Start of Data records

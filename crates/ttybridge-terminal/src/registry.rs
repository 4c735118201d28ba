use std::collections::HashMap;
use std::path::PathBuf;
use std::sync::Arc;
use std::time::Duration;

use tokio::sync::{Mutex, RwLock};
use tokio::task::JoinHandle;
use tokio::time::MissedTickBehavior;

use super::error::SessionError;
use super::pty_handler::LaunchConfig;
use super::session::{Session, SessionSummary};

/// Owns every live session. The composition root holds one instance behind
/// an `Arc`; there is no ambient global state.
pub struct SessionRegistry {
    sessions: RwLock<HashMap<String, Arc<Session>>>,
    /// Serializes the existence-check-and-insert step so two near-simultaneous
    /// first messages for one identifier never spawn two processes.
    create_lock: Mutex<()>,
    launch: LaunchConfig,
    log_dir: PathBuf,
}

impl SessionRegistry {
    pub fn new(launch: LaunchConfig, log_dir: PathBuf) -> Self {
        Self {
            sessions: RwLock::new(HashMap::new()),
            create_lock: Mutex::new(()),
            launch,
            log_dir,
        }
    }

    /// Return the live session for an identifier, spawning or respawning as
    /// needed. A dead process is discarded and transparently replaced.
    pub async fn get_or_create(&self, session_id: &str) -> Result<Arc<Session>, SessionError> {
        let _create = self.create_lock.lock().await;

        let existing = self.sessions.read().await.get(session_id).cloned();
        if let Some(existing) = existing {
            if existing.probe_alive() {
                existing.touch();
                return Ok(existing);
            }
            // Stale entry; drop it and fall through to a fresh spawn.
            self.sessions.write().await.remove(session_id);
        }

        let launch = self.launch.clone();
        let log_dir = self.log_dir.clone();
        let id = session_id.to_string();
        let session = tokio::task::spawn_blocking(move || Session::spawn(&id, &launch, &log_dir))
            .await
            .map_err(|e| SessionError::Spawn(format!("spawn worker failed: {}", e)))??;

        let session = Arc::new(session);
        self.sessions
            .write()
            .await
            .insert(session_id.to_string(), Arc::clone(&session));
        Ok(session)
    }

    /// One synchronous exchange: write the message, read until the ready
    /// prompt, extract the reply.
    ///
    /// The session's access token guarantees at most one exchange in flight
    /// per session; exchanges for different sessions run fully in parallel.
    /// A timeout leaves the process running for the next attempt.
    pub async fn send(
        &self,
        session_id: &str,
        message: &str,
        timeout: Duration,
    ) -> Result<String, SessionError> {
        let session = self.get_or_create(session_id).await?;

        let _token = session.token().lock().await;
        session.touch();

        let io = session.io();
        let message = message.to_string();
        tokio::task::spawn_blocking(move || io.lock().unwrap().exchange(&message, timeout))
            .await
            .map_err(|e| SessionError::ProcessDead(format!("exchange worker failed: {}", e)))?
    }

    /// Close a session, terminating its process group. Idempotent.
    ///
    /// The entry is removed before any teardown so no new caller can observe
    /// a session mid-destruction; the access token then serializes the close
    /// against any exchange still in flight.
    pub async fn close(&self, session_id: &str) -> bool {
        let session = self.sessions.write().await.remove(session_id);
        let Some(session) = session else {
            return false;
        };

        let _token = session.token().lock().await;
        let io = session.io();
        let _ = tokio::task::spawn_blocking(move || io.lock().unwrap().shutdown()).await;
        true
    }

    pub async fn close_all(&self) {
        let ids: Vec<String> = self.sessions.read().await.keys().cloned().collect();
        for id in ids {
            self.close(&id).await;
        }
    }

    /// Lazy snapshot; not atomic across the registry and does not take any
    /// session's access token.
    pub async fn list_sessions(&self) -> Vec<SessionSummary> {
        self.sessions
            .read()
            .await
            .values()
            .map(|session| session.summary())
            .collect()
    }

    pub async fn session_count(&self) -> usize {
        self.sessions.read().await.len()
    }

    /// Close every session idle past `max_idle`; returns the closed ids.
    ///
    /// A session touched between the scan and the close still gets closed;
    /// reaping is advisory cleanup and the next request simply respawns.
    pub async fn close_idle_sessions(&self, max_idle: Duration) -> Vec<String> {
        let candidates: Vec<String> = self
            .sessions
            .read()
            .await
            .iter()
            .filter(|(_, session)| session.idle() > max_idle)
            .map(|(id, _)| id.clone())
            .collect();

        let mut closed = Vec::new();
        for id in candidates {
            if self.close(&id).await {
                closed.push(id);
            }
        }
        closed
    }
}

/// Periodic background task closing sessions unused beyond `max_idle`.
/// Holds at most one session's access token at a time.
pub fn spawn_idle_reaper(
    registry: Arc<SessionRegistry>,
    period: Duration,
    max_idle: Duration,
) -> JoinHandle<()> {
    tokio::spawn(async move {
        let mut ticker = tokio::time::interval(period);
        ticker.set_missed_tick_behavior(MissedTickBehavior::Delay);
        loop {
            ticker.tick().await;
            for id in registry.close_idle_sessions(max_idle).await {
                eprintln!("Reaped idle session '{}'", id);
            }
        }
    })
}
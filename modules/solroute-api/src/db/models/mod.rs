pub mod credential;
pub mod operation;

End of Data records
Start of Data records

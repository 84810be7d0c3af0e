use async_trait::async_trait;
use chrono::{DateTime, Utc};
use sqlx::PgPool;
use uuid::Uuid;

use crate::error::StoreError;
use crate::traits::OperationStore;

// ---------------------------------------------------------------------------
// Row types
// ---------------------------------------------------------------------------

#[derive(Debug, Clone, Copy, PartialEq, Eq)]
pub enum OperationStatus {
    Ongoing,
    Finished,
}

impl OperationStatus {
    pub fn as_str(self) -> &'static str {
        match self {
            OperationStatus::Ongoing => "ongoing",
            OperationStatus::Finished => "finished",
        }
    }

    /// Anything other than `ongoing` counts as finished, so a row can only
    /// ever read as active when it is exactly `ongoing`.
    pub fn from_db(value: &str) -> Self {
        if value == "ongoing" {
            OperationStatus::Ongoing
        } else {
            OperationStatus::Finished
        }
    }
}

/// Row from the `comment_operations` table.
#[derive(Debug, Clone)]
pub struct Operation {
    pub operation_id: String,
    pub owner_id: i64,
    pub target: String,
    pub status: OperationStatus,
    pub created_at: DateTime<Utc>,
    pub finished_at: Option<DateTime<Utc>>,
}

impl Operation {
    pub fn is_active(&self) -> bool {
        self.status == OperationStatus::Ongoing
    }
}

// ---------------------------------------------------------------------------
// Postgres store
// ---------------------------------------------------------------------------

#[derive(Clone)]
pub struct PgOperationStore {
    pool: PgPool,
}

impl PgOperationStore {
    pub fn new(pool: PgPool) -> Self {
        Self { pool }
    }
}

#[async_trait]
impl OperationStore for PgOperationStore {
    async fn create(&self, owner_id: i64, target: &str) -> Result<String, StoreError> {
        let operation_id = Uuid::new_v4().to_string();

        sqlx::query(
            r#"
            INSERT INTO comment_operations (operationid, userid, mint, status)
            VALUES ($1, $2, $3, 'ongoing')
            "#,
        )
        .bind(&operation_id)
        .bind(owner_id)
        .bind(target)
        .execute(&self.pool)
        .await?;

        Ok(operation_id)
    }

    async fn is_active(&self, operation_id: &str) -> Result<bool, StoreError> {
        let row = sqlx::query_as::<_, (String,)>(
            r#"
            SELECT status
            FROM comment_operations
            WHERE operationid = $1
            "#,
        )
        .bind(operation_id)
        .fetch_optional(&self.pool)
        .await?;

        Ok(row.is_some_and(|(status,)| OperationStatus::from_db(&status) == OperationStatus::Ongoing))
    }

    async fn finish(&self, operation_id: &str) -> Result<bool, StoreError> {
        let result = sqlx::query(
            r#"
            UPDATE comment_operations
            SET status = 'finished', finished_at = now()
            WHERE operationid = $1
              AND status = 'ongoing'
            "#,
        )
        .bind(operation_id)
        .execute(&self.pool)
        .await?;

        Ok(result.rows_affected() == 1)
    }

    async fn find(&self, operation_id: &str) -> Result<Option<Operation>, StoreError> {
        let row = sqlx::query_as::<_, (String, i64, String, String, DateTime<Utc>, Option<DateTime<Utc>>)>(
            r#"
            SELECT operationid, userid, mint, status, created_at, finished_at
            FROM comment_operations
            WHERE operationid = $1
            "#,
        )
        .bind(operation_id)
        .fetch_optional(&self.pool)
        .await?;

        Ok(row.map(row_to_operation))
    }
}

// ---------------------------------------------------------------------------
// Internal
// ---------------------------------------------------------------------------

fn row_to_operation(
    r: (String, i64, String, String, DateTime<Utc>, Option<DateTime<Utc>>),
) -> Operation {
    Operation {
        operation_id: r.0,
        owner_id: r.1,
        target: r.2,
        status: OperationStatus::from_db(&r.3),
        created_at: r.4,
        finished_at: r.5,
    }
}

End of Data records
Start of Data records

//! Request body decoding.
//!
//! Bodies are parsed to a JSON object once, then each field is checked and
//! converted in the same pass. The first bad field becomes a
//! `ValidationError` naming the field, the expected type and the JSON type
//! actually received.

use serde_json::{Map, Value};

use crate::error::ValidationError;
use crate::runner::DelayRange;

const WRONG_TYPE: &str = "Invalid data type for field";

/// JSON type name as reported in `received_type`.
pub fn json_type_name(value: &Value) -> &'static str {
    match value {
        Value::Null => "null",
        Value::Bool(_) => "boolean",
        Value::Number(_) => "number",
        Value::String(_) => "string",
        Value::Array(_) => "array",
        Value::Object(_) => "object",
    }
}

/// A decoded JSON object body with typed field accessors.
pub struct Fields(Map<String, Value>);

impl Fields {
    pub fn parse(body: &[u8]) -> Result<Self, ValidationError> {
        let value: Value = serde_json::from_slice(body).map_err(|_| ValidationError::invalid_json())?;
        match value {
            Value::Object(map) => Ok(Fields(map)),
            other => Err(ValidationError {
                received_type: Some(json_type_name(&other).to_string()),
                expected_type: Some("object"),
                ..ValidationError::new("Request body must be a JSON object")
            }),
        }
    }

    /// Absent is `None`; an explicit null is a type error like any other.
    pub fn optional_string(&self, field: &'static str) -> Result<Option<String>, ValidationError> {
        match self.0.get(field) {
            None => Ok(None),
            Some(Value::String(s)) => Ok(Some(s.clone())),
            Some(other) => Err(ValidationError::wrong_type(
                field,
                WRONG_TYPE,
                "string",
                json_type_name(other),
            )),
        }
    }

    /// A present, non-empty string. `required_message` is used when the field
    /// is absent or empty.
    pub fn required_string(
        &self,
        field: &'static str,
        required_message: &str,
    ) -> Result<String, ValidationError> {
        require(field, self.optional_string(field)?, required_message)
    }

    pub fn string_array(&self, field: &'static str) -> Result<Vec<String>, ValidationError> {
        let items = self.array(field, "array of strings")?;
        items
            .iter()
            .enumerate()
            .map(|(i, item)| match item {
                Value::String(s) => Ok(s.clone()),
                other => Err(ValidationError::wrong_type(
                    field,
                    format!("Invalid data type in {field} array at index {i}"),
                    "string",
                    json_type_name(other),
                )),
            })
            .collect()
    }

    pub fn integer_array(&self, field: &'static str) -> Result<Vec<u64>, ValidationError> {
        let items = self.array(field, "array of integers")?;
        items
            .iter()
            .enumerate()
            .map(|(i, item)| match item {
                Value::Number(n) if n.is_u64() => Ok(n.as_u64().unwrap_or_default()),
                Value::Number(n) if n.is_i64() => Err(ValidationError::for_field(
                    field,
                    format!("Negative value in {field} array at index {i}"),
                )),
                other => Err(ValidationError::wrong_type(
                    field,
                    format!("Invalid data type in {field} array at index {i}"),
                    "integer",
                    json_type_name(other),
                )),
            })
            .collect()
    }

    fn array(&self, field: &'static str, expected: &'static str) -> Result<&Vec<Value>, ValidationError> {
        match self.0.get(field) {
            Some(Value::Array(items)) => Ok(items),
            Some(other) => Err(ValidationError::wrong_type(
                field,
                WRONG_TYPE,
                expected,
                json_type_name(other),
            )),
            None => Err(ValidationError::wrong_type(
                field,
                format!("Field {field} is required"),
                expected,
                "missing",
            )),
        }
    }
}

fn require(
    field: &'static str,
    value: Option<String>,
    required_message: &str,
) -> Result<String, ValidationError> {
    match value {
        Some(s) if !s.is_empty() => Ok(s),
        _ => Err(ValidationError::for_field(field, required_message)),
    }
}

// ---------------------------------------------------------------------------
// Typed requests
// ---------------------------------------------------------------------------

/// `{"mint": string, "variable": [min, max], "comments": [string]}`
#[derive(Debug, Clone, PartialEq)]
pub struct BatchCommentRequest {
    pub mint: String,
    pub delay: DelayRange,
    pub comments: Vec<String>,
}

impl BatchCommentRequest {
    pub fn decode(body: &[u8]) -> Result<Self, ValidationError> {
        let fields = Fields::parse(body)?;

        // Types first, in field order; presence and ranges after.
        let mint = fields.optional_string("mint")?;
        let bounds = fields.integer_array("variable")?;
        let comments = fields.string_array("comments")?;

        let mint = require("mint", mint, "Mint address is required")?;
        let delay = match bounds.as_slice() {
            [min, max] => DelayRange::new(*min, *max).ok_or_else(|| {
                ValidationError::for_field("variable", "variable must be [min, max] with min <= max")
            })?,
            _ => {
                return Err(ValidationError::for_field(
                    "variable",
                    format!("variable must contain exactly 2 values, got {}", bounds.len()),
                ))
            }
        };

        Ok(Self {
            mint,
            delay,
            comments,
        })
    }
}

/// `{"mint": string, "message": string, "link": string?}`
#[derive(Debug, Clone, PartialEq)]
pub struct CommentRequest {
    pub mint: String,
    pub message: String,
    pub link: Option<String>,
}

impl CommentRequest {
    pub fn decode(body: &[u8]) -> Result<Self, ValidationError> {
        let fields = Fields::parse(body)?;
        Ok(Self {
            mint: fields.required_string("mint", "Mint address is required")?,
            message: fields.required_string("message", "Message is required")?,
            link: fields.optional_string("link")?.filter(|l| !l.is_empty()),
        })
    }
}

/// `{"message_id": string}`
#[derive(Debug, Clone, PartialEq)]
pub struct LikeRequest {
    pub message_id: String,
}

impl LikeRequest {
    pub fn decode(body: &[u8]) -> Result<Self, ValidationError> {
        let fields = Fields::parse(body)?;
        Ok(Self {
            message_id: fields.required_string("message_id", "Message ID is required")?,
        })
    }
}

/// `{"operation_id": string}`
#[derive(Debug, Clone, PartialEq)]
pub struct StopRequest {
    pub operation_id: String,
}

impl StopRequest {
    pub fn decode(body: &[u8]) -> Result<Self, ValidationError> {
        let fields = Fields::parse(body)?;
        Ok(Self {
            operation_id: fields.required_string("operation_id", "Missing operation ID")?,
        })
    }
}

End of Data records

Directions for this task:
Your answer should consist solely of the lines above from the line with "filename crates/ttybridge-terminal/src/registry.rs" to the line with "use tokio::task::JoinHandle;", both included, reproduced exactly.

Response below:
filename crates/ttybridge-terminal/src/registry.rs
repository 4c735118201d28ba
use std::collections::HashMap;
use std::path::PathBuf;
use std::sync::Arc;
use std::time::Duration;

use tokio::sync::{Mutex, RwLock};
use tokio::task::JoinHandle;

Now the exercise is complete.